In 1981 a twister dubbed the Har-Mar tornado touched down in Minneapolis, proceeding to affect the northern suburbs of the metro area, including killing a man near Lake Harriet. On July 18, 1986, a tornado touched down in Fridley, and video captured from KARE 11 news helicopter was broadcast live on their 5:00 pm newscast. The aerial video captured on that day was unprecedented at the time, and was heavily researched.

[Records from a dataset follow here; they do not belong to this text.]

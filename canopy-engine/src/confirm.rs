//! Confirmed-commit state.
//!
//! The small state record is persisted (write-then-rename) so a crash
//! between a confirmed commit and its deadline still triggers the
//! rollback on restart.

use std::fs;
use std::path::{Path, PathBuf};

use serde::{Deserialize, Serialize};
use tracing::debug;

use canopy_core::ClientId;
use canopy_store::{StoreError, StoreResult};

/// Phase of the confirmed-commit machinery.
#[derive(Debug, Clone, Copy, PartialEq, Eq, Serialize, Deserialize)]
#[serde(rename_all = "kebab-case")]
pub enum ConfirmPhase {
    /// No confirmed commit outstanding.
    Inactive,
    /// A confirmed commit awaits its confirming commit.
    ConfirmedWait,
    /// A rollback is being executed.
    Rollback,
}

/// The persisted confirmed-commit record.
#[derive(Debug, Clone, PartialEq, Serialize, Deserialize)]
pub struct ConfirmedCommitState {
    /// Current phase.
    pub phase: ConfirmPhase,
    /// The `<persist>` token of the confirmed commit, if any.
    pub persist: Option<String>,
    /// Session that issued the confirmed commit.
    pub session_id: ClientId,
    /// Absolute rollback deadline, unix seconds.
    pub deadline: u64,
    /// Name of the rollback snapshot datastore.
    pub snapshot: String,
}

impl Default for ConfirmedCommitState {
    fn default() -> Self {
        Self {
            phase: ConfirmPhase::Inactive,
            persist: None,
            session_id: 0,
            deadline: 0,
            snapshot: String::new(),
        }
    }
}

/// Parameters of a commit RPC relevant to confirmed commits.
#[derive(Debug, Clone, Default)]
pub struct ConfirmParams {
    /// `<confirmed/>` present.
    pub confirmed: bool,
    /// `<confirm-timeout>` in seconds; `None` means the 600 s default.
    pub timeout: Option<u32>,
    /// `<persist>` token to record.
    pub persist: Option<String>,
    /// `<persist-id>` presented to confirm an earlier commit.
    pub persist_id: Option<String>,
}

impl ConfirmParams {
    /// The effective timeout.
    pub fn timeout_secs(&self) -> u32 {
        self.timeout.unwrap_or(600)
    }
}

/// Owns the persisted confirmed-commit state.
#[derive(Debug)]
pub(crate) struct ConfirmManager {
    path: PathBuf,
    state: ConfirmedCommitState,
}

impl ConfirmManager {
    /// Open the manager, reading any state a previous process left.
    pub fn open(path: impl Into<PathBuf>) -> StoreResult<Self> {
        let path = path.into();
        let state = match fs::read_to_string(&path) {
            Ok(bytes) => serde_json::from_str(&bytes).map_err(StoreError::Format)?,
            Err(e) if e.kind() == std::io::ErrorKind::NotFound => {
                ConfirmedCommitState::default()
            }
            Err(e) => return Err(e.into()),
        };
        Ok(Self { path, state })
    }

    pub fn state(&self) -> &ConfirmedCommitState {
        &self.state
    }

    pub fn is_active(&self) -> bool {
        self.state.phase == ConfirmPhase::ConfirmedWait
    }

    pub fn in_rollback(&self) -> bool {
        self.state.phase == ConfirmPhase::Rollback
    }

    /// The rollback deadline has passed.
    pub fn due(&self, now: u64) -> bool {
        self.is_active() && now >= self.state.deadline
    }

    /// Does a commit from `session` with this `persist-id` confirm the
    /// outstanding confirmed commit?
    pub fn matches_confirming(&self, session: ClientId, persist_id: Option<&str>) -> bool {
        if !self.is_active() {
            return false;
        }
        match &self.state.persist {
            Some(token) => persist_id == Some(token.as_str()),
            None => persist_id.is_none() && session == self.state.session_id,
        }
    }

    /// Record a new confirmed commit.
    pub fn arm(
        &mut self,
        session: ClientId,
        persist: Option<String>,
        deadline: u64,
        snapshot: String,
    ) -> StoreResult<()> {
        self.state = ConfirmedCommitState {
            phase: ConfirmPhase::ConfirmedWait,
            persist,
            session_id: session,
            deadline,
            snapshot,
        };
        self.save()
    }

    /// Push the deadline out without touching the snapshot.
    pub fn extend(&mut self, deadline: u64) -> StoreResult<()> {
        self.state.deadline = deadline;
        self.save()
    }

    /// Enter the rollback phase.
    pub fn start_rollback(&mut self) -> StoreResult<()> {
        self.state.phase = ConfirmPhase::Rollback;
        self.save()
    }

    /// Forget the outstanding confirmed commit.
    pub fn clear(&mut self) -> StoreResult<()> {
        self.state = ConfirmedCommitState::default();
        self.save()
    }

    fn save(&self) -> StoreResult<()> {
        let mut bytes = serde_json::to_string_pretty(&self.state).map_err(StoreError::Format)?;
        bytes.push('\n');
        let tmp = self.path.with_extension("json.tmp");
        fs::write(&tmp, &bytes)?;
        fs::rename(&tmp, &self.path)?;
        debug!(path = %self.path.display(), phase = ?self.state.phase, "confirmed-commit state saved");
        Ok(())
    }
}

/// A datastore-safe snapshot name for a confirmed commit, derived from
/// the persist token or the issuing session.
pub(crate) fn snapshot_name(session: ClientId, persist: Option<&str>) -> String {
    match persist {
        Some(token) => {
            let safe: String = token
                .chars()
                .map(|c| if c.is_alphanumeric() || c == '-' || c == '_' { c } else { '_' })
                .collect();
            format!("rollback_{}", safe)
        }
        None => format!("rollback_session_{}", session),
    }
}

impl ConfirmManager {
    /// The full path of the state file (relative to a store directory).
    pub fn state_file(dir: &Path) -> PathBuf {
        dir.join("confirmed-commit.json")
    }
}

On May 25, 2008, an EF3 tornado hit the town of Hugo during the Late-May 2008 tornado outbreak sequence. The twister damaged or destroyed several homes in the town, causing an estimated $25 million in damage.

===Derechos===
Though derechos do not have winds as strong as tornadoes, they impact larger areas and thus can easily cause just as much damage. The costliest severe weather event in the Twin cities history was a derecho that occurred on May 15, 1998. Large hail and damaging wind caused most of the $1 billion in damages reported. Two weeks later on May 30, another large derecho produced winds of over 80 mph over a large portion of the Twin Cities metropolitan area. These two events combined to cause $1.5 billion in damage, and they created the largest debris cleanup project in Minnesota history.

===Snow===
On November 11, 1940, the Armistice Day Blizzard affected all of southeast Minnesota, killing 60 people in Minnesota. The Twin Cities recorded 17 inches of snow, and temperatures dropped nearly sixty degrees over the course of one day. The largest snowstorm to affect most of the Twin Cities area was the Halloween Blizzard on October 31 - November 2, 1991. Officially, 28.4 in of snow was reported at the Twin Cities airport. The heaviest snow fell in a line from there, northward to Duluth. Lesser amounts fell to the east and west of that line, but it was the largest early-season snowstorm for the entire region.

===Floods===
The largest flash flood in Twin Cities history occurred on July 23-July 24, 1987. Dubbed locally The Super Storm, more rain fell from this event than any other in recorded Twin Cities history. The storm caused damage to 9,000 homes, killed two people, and caused $27 million in damage. Some areas in the southern metro area recorded 11 in of rain. The 9.15 in that fell on July 23 is the largest official single-day rainfall for the Twin Cities. Overall, at least 10 in of rain fell over 93 sqmi, and at least 4 in fell over 1460 sqmi. This event was voted the eighth most significant weather event in the state of Minnesota during the 20th century. Three days before this event on July 20-July 21, up to 9 in of rain fell over some of these same areas. These two storms combined to help the Twin Cities to their wettest summer on record, with 23.52 in of rain falling from June to August.

The Minnesota River and Mississippi River both flow through the Twin Cities, and in turn there is some degree of river flooding almost annually. The worst floods in Twin Cities history on these rivers were in 1965. Other substantial floods occurred in 1969, 1993, 1997 and 2001.